Re: [PATCH] futex: replace bare barrier() with more lightweight READ_ONCE()

From: Darren Hart
Date: Fri Mar 04 2016 - 17:54:10 EST


On Fri, Mar 04, 2016 at 02:45:11PM -0800, Paul McKenney wrote:
> On Fri, Mar 04, 2016 at 02:38:01PM -0800, Darren Hart wrote:
> > On Fri, Mar 04, 2016 at 01:57:20PM -0800, Paul McKenney wrote:
> > > On Fri, Mar 04, 2016 at 01:05:24PM -0800, Darren Hart wrote:
> > > > On Fri, Mar 04, 2016 at 09:12:31AM +0800, Jianyu Zhan wrote:
> > > > > On Fri, Mar 4, 2016 at 1:05 AM, Darren Hart <dvhart@xxxxxxxxxxxxx> wrote:
> > > > > > I thought I provided a corrected comment block.... maybe I didn't. We have been
> > > > > > working on improving the futex documentation, so we're paying close attention to
> > > > > > terminology as well as grammar. This one needs a couple minor tweaks.

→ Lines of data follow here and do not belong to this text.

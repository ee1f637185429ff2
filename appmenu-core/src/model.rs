// SPDX-License-Identifier: LGPL-3.0-only
//! The generic menu-model read contract.
//!
//! Both the export side (a live widget tree projected into sections) and the
//! import side (a remote layout reconciled into local nodes) present their
//! state through [`MenuModel`]. A model is a flat list of items; each item has
//! a map of attributes and a map of links to other models. Structural changes
//! are announced as [`ItemsChanged`](crate::changes::ItemsChanged) values.

use indexmap::IndexMap;

use crate::variant::Variant;

/// Attribute map of a single menu item.
pub type Attributes = IndexMap<String, Variant>;

/// Link map of a single menu item, keyed by [`LINK_SECTION`] or [`LINK_SUBMENU`].
pub type Links<L> = IndexMap<String, L>;

/// Display label.
pub const ATTRIBUTE_LABEL: &str = "label";
/// Serialized [`Icon`](crate::variant::Icon).
pub const ATTRIBUTE_ICON: &str = "icon";
/// Fully qualified action name.
pub const ATTRIBUTE_ACTION: &str = "action";
/// State discriminator for stateful actions.
pub const ATTRIBUTE_TARGET: &str = "target";
/// Accelerator in toolkit syntax.
pub const ATTRIBUTE_ACCEL: &str = "accel";
/// Human readable accelerator text when no accelerator is known.
pub const ATTRIBUTE_ACCEL_TEXT: &str = "accel-text";
/// When to hide the item, e.g. [`HIDDEN_WHEN_ACTION_MISSING`].
pub const ATTRIBUTE_HIDDEN_WHEN: &str = "hidden-when";
/// Boolean-stated action toggled when a submenu opens or closes.
pub const ATTRIBUTE_SUBMENU_ACTION: &str = "submenu-action";

/// Hide the item when its action is not present in the action group.
pub const HIDDEN_WHEN_ACTION_MISSING: &str = "action-missing";

/// Link to the section model containing the items of a section.
pub const LINK_SECTION: &str = "section";
/// Link to the model of a submenu.
pub const LINK_SUBMENU: &str = "submenu";

/// The read side of a menu model.
///
/// `Link` is the handle type used to refer to other models of the same family.
/// Resolving a link may materialize the linked model, which is why
/// [`item_links`](MenuModel::item_links) takes `&mut self`.
pub trait MenuModel {
    /// Handle to a linked model.
    type Link;

    /// Whether the model may change after it was first read.
    fn is_mutable(&self) -> bool {
        true
    }

    /// Number of items.
    fn item_count(&self) -> usize;

    /// Attributes of the item at `position`.
    ///
    /// Returns an empty map for positions out of range.
    fn item_attributes(&self, position: usize) -> Attributes;

    /// Links of the item at `position`.
    fn item_links(&mut self, position: usize) -> Links<Self::Link>;

    /// Convenience accessor for a string attribute.
    fn item_attribute_str(&self, position: usize, key: &str) -> Option<String> {
        self.item_attributes(position)
            .get(key)
            .and_then(|value| value.as_str().map(str::to_owned))
    }
}
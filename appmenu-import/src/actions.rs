// SPDX-License-Identifier: LGPL-3.0-only
//! Actions derived from imported items.

use indexmap::IndexMap;

use appmenu_core::{ActionEvent, ActionInfo, Variant};

use crate::item::{ActionType, RemoteItem, RADIO_SELECTED, RADIO_UNSELECTED};
use crate::model::ModelId;

/// One action exported for an imported item.
#[derive(Debug, Clone, PartialEq)]
pub struct ImportAction {
    pub(crate) model: ModelId,
    pub(crate) item_id: i32,
    pub(crate) kind: ActionType,
    pub(crate) enabled: bool,
    pub(crate) state: Option<Variant>,
}

impl ImportAction {
    fn for_item(model: ModelId, item: &RemoteItem) -> Option<(String, Self)> {
        let name = item.action_name()?;
        let state = match item.action_type {
            ActionType::Checkmark | ActionType::Submenu => Some(Variant::from(item.toggled)),
            ActionType::Radio => Some(Variant::from(radio_state(item.toggled))),
            ActionType::Normal | ActionType::Section => None,
        };
        let enabled = match item.action_type {
            ActionType::Submenu => true,
            _ => item.enabled,
        };
        Some((
            name,
            Self {
                model,
                item_id: item.id,
                kind: item.action_type,
                enabled,
                state,
            },
        ))
    }

    pub fn model(&self) -> ModelId {
        self.model
    }

    pub fn item_id(&self) -> i32 {
        self.item_id
    }

    pub fn kind(&self) -> ActionType {
        self.kind
    }

    pub fn info(&self) -> ActionInfo {
        match (self.kind, &self.state) {
            (ActionType::Radio, Some(state)) => ActionInfo::stateful(self.enabled, Some("s"), state.clone()),
            (_, Some(state)) => ActionInfo::stateful(self.enabled, None, state.clone()),
            (_, None) => ActionInfo::stateless(self.enabled),
        }
    }
}

pub(crate) fn radio_state(selected: bool) -> &'static str {
    if selected {
        RADIO_SELECTED
    } else {
        RADIO_UNSELECTED
    }
}

/// The `dbusmenu` action group of one importer.
#[derive(Debug, Default)]
pub struct ImportActions {
    actions: IndexMap<String, ImportAction>,
    events: Vec<ActionEvent>,
}

impl ImportActions {
    pub fn get(&self, name: &str) -> Option<&ImportAction> {
        self.actions.get(name)
    }

    pub fn names(&self) -> Vec<String> {
        self.actions.keys().cloned().collect()
    }

    pub fn len(&self) -> usize {
        self.actions.len()
    }

    pub fn is_empty(&self) -> bool {
        self.actions.is_empty()
    }

    /// Bring the actions of `model` in line with its items.
    pub(crate) fn sync_model<'a>(&mut self, model: ModelId, items: impl IntoIterator<Item = &'a RemoteItem>) {
        let wanted: IndexMap<String, ImportAction> = items
            .into_iter()
            .filter_map(|item| ImportAction::for_item(model, item))
            .collect();

        let stale: Vec<String> = self
            .actions
            .iter()
            .filter(|(name, action)| action.model == model && !wanted.contains_key(*name))
            .map(|(name, _)| name.clone())
            .collect();
        for name in stale {
            self.actions.shift_remove(&name);
            self.events.push(ActionEvent::Removed(name));
        }

        for (name, action) in wanted {
            match self.actions.get_mut(&name) {
                Some(current) => {
                    if current.enabled != action.enabled {
                        self.events.push(ActionEvent::EnabledChanged(name.clone(), action.enabled));
                    }
                    if current.state != action.state {
                        self.events.push(ActionEvent::StateChanged(name.clone(), action.state.clone()));
                    }
                    *current = action;
                },
                None => {
                    self.actions.insert(name.clone(), action);
                    self.events.push(ActionEvent::Added(name));
                },
            }
        }
    }

    /// Drop every action of `model`.
    pub(crate) fn remove_model(&mut self, model: ModelId) {
        self.sync_model(model, std::iter::empty());
    }

    pub(crate) fn take_events(&mut self) -> Vec<ActionEvent> {
        std::mem::take(&mut self.events)
    }
}
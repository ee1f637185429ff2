// SPDX-License-Identifier: LGPL-3.0-only
//! Drives an [`Importer`] against a [`LayoutTransport`].

use std::collections::VecDeque;
use std::time::Instant;

use futures::{Stream, StreamExt};
use indexmap::IndexMap;
use log::warn;

use appmenu_core::{Coalescer, ItemsChanged, PendingChanges, UpdateMode, Variant};
use appmenu_services::ImportPolicy;

use crate::importer::{FetchRequest, FollowUp, Importer, RemoteCall};
use crate::model::ModelId;
use crate::transport::{LayoutTransport, MenuSignal, TransportError};
use crate::view::ImportModel;

/// An import engine bound to one remote menu.
///
/// Change notifications become available through
/// [`take_changes`](Self::take_changes) once the [`Coalescer`] releases them.
pub struct ImportSession<T> {
    importer: Importer,
    transport: T,
    coalescer: Coalescer<ImportModel>,
    preloads: Vec<(Instant, ModelId)>,
    ready: Vec<ItemsChanged<ImportModel>>,
}

impl<T: LayoutTransport> ImportSession<T> {
    pub fn new(transport: T, policy: ImportPolicy) -> Self {
        let coalescer = Coalescer::new(policy.coalesce_delay);
        Self {
            importer: Importer::new(policy),
            transport,
            coalescer,
            preloads: Vec::new(),
            ready: Vec::new(),
        }
    }

    pub fn importer(&self) -> &Importer {
        &self.importer
    }

    pub fn transport(&self) -> &T {
        &self.transport
    }

    /// Notifications released so far, in emission order.
    pub fn take_changes(&mut self) -> Vec<ItemsChanged<ImportModel>> {
        std::mem::take(&mut self.ready)
    }

    /// Fetch the root menu level.
    pub async fn refresh(&mut self) {
        let root = self.importer.root();
        self.refresh_model(root).await;
    }

    /// Fetch one menu level, following up on updates requested meanwhile.
    pub async fn refresh_model(&mut self, model: ModelId) {
        if let Some(request) = self.importer.update_layout(model) {
            self.fetch(request).await;
        }
    }

    async fn fetch(&mut self, request: FetchRequest) {
        let mut next = Some(request);
        while let Some(request) = next.take() {
            let result = self
                .transport
                .get_layout(request.parent_id, request.depth, request.properties)
                .await;
            let outcome = self.importer.complete_layout(request.model, result);
            let now = Instant::now();
            self.offer(outcome.changes, outcome.mode, now);
            let at = now + self.importer.policy().preload_delay;
            self.preloads
                .extend(outcome.preload.into_iter().map(|model| (at, model)));
            next = outcome.retry;
        }
    }

    pub async fn handle_signal(&mut self, signal: MenuSignal) -> Result<(), TransportError> {
        match signal {
            MenuSignal::LayoutUpdated { revision, parent } => {
                self.handle_layout_updated(revision, parent).await;
                Ok(())
            },
            MenuSignal::ItemsPropertiesUpdated { updated, removed } => {
                self.handle_items_properties_updated(&updated, &removed);
                Ok(())
            },
            MenuSignal::ItemActivationRequested { id, timestamp } => {
                let calls = self.importer.item_activation_requested(id, timestamp)?;
                self.send(calls).await
            },
            MenuSignal::NameOwnerChanged { present } => {
                if let Some(request) = self.importer.name_owner_changed(present) {
                    self.fetch(request).await;
                }
                Ok(())
            },
        }
    }

    pub async fn handle_layout_updated(&mut self, revision: u32, parent: i32) {
        for follow_up in self.importer.layout_updated(revision, parent) {
            match follow_up {
                FollowUp::Layout(request) => self.fetch(request).await,
                FollowUp::Item(request) => {
                    let result = self
                        .transport
                        .get_layout(request.id, request.depth, request.properties)
                        .await;
                    let set = self.importer.complete_item_fetch(&request, result);
                    self.offer(set.changes, set.mode, Instant::now());
                },
            }
        }
    }

    pub fn handle_items_properties_updated(
        &mut self,
        updated: &[(i32, IndexMap<String, Variant>)],
        removed: &[(i32, Vec<String>)],
    ) {
        let set = self.importer.items_properties_updated(updated, removed);
        self.offer(set.changes, set.mode, Instant::now());
    }

    /// Activate an imported action on the remote side.
    pub async fn activate(&mut self, name: &str) -> Result<(), TransportError> {
        let calls = self.importer.activate_action(name)?;
        self.send(calls).await
    }

    /// Change the state of an imported action on the remote side.
    pub async fn change_state(&mut self, name: &str, value: &Variant) -> Result<(), TransportError> {
        let calls = self.importer.change_action_state(name, value)?;
        self.send(calls).await
    }

    async fn send(&mut self, calls: Vec<RemoteCall>) -> Result<(), TransportError> {
        let mut queue: VecDeque<RemoteCall> = calls.into();
        while let Some(call) = queue.pop_front() {
            match call {
                RemoteCall::Event {
                    id,
                    event,
                    data,
                    timestamp,
                } => self.transport.event(id, event, data, timestamp).await?,
                RemoteCall::AboutToShow { id } => {
                    let need_update = match self.transport.about_to_show(id).await {
                        Ok(need_update) => need_update,
                        Err(TransportError::Cancelled) => return Ok(()),
                        Err(err) => {
                            warn!("AboutToShow({}) failed: {}", id, err);
                            false
                        },
                    };
                    let opened = self.importer.submenu_opened(id, need_update);
                    if let Some(request) = opened.fetch {
                        self.fetch(request).await;
                    }
                    queue.push_front(opened.event);
                },
            }
        }
        Ok(())
    }

    fn offer(&mut self, changes: PendingChanges<ImportModel>, mode: UpdateMode, now: Instant) {
        if let Some(due) = self.coalescer.offer(changes, mode, now) {
            self.ready.extend(due);
        }
    }

    /// The next instant at which [`poll`](Self::poll) has work to do.
    pub fn next_deadline(&self) -> Option<Instant> {
        self.preloads
            .iter()
            .map(|(at, _)| *at)
            .chain(self.coalescer.deadline())
            .min()
    }

    /// Release due notifications and run due preloads.
    pub async fn poll(&mut self, now: Instant) {
        if let Some(due) = self.coalescer.poll(now) {
            self.ready.extend(due);
        }
        self.run_due_preloads(now).await;
    }

    pub async fn run_due_preloads(&mut self, now: Instant) {
        let (due, waiting): (Vec<_>, Vec<_>) = std::mem::take(&mut self.preloads)
            .into_iter()
            .partition(|(at, _)| *at <= now);
        self.preloads = waiting;
        for (_, model) in due {
            self.refresh_model(model).await;
        }
    }

    /// Release everything the coalescer holds, regardless of its deadline.
    pub fn flush(&mut self) {
        if let Some(pending) = self.coalescer.flush() {
            self.ready.extend(pending);
        }
    }

    /// Wait out every pending timer.
    pub async fn settle(&mut self) {
        while let Some(deadline) = self.next_deadline() {
            tokio::time::sleep_until(tokio::time::Instant::from_std(deadline)).await;
            self.poll(Instant::now()).await;
        }
    }

    /// Fetch the root level, then follow `signals` until the stream ends.
    ///
    /// `on_changes` receives every released batch together with the importer
    /// state it describes.
    pub async fn run<S, F>(&mut self, mut signals: S, mut on_changes: F)
    where
        S: Stream<Item = MenuSignal> + Unpin,
        F: FnMut(&Importer, Vec<ItemsChanged<ImportModel>>),
    {
        self.refresh().await;
        loop {
            self.deliver(&mut on_changes);
            let next = signals.next();
            let signal = match self.next_deadline() {
                Some(deadline) => {
                    match tokio::time::timeout_at(tokio::time::Instant::from_std(deadline), next).await {
                        Ok(signal) => signal,
                        Err(_) => {
                            self.poll(Instant::now()).await;
                            continue;
                        },
                    }
                },
                None => next.await,
            };
            let Some(signal) = signal else {
                break;
            };
            if let Err(err) = self.handle_signal(signal).await {
                warn!("failed to handle menu signal: {}", err);
            }
        }
        self.settle().await;
        self.deliver(&mut on_changes);
    }

    fn deliver<F>(&mut self, on_changes: &mut F)
    where
        F: FnMut(&Importer, Vec<ItemsChanged<ImportModel>>),
    {
        let ready = self.take_changes();
        if !ready.is_empty() {
            on_changes(&self.importer, ready);
        }
    }
}
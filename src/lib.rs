// SPDX-License-Identifier: LGPL-3.0-only
#![warn(missing_docs)]

//! Keep in-process menus and remote DBusMenu layouts in sync with sectioned
//! menu models.

pub use appmenu_core as core;
pub use appmenu_services as services;

/// Projecting a live menu widget tree into menu models.
pub mod export {
    pub use appmenu_export::*;
}

/// Reconciling remote menu layouts into menu models.
pub mod import {
    pub use appmenu_import::*;
}

/// A "prelude" for users of appmenu.
///
/// Importing this module brings into scope the types needed to export a
/// widget tree or import a remote menu.
///
/// ```rust
/// use appmenu::prelude::*;
/// ```
pub mod prelude {
    pub use crate::core::{
        ActionEvent, ActionInfo, Coalescer, ItemsChanged, LegacyActionGroup, MenuError, MenuModel,
        PendingChanges, UpdateMode, Variant,
    };
    pub use crate::services::{ExportPolicy, ImportPolicy, SettingsRegistry};

    // Export
    pub use crate::export::{
        ExportEvent, ExportModel, Exporter, ItemProperty, ItemSpec, MenuSource, MenuTree,
    };

    // Import
    pub use crate::import::{
        ImportModel, ImportSession, Importer, LayoutNode, LayoutTransport, MenuSignal,
        TransportError,
    };
    #[cfg(feature = "global-menu")]
    pub use crate::import::dbus::DbusMenuProxy;
}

I suggest:
> > > > > >
> > > > > > /*
> > > > > > * Use READ_ONCE to forbid the compiler from reloading q->lock_ptr and
> > > > > > * optimizing lock_ptr out of the logic below.
> > > > > > */
> > > > > >
> > > > > > The bit about q->lock_ptr possibly changing is already covered by the large
> > > > > > comment block below the spin_lock(lock_ptr) call.
> > > > >
> > > > > The large comment block is explaining the why the retry logic is required.
> > > > > To achieve this semantic requirement, the READ_ONCE is needed to prevent
> > > > > compiler optimizing it by doing double loads.
> > > > >
> > > > > So I think the comment above should explain this tricky part.
> > > >
> > > > Fair point. Consider:
> > > >
> > > >
> > > > /*
> > > > * q->lock_ptr can change between this read and the following spin_lock.
> > > > * Use READ_ONCE to forbid the compiler from reloading q->lock_ptr and
> > > > * optimizing lock_ptr out of the logic below.
> > > > */
> > > >
> > > > >
> > > > > > /* Use READ_ONCE to forbid the compiler from reloading q->lock_ptr in spin_lock() */
> > > > >
> > > > > And as for preventing from optimizing the lock_ptr out of the retry
> > > > > code block, I have consult
> > > > > Paul Mckenney, he suggests one more READ_ONCE should be added here:
> > > >
> > > > Let's keep this discussion together so we have a record of the
> > > > justification.
> > > >
> > > > +Paul McKenney
> > > >
> > > > Paul, my understanding was that spin_lock was a CPU memory barrier,
> > > > which in turn is an implicit compiler barrier (aka barrier()), of which
> > > > READ_ONCE is described as a weaker form. Reviewing this, I realize the
> > > > scope of barrier() wasn't clear to me. It seems while barrier() ensures
> > > > ordering, it does not offer the same guarantee regarding reloading that
> > > > READ_ONCE offers. So READ_ONCE is not strictly a weaker form of
> > > > barrier() as I had gathered from a spotty reading of
> > > > memory-barriers.txt, but it also offers guarantees regarding memory
> > > > references that barrier() does not.
> > > >
> > > > Correct?
> > >
> > > If q->lock_ptr is never changed except under that lock, then there is
> > > indeed no reason for the ACCESS_ONCE().
> >
> > The only location where a q->lock_ptr is updated without that lock being held is
> > in queue_lock(). This is safe as the futex_q is not yet queued onto an hb until
> > after the lock is held (so unqueue_me() cannot race with queue_lock()).
> >
> > > So, is q->lock_ptr ever changed while the lock is -not- held? If so,
> > > I suggest that you put an ACCESS_ONCE() there.
> >
> > It is not.
>
> If I followed that correctly, then I agree that you don't need an
> ACCESS_ONCE() in this case.
>

Thanks for offering your time and expertise Paul. It's a major effort every time
I open memory-barriers.txt :-)

--
Darren Hart
Intel Open Source Technology Center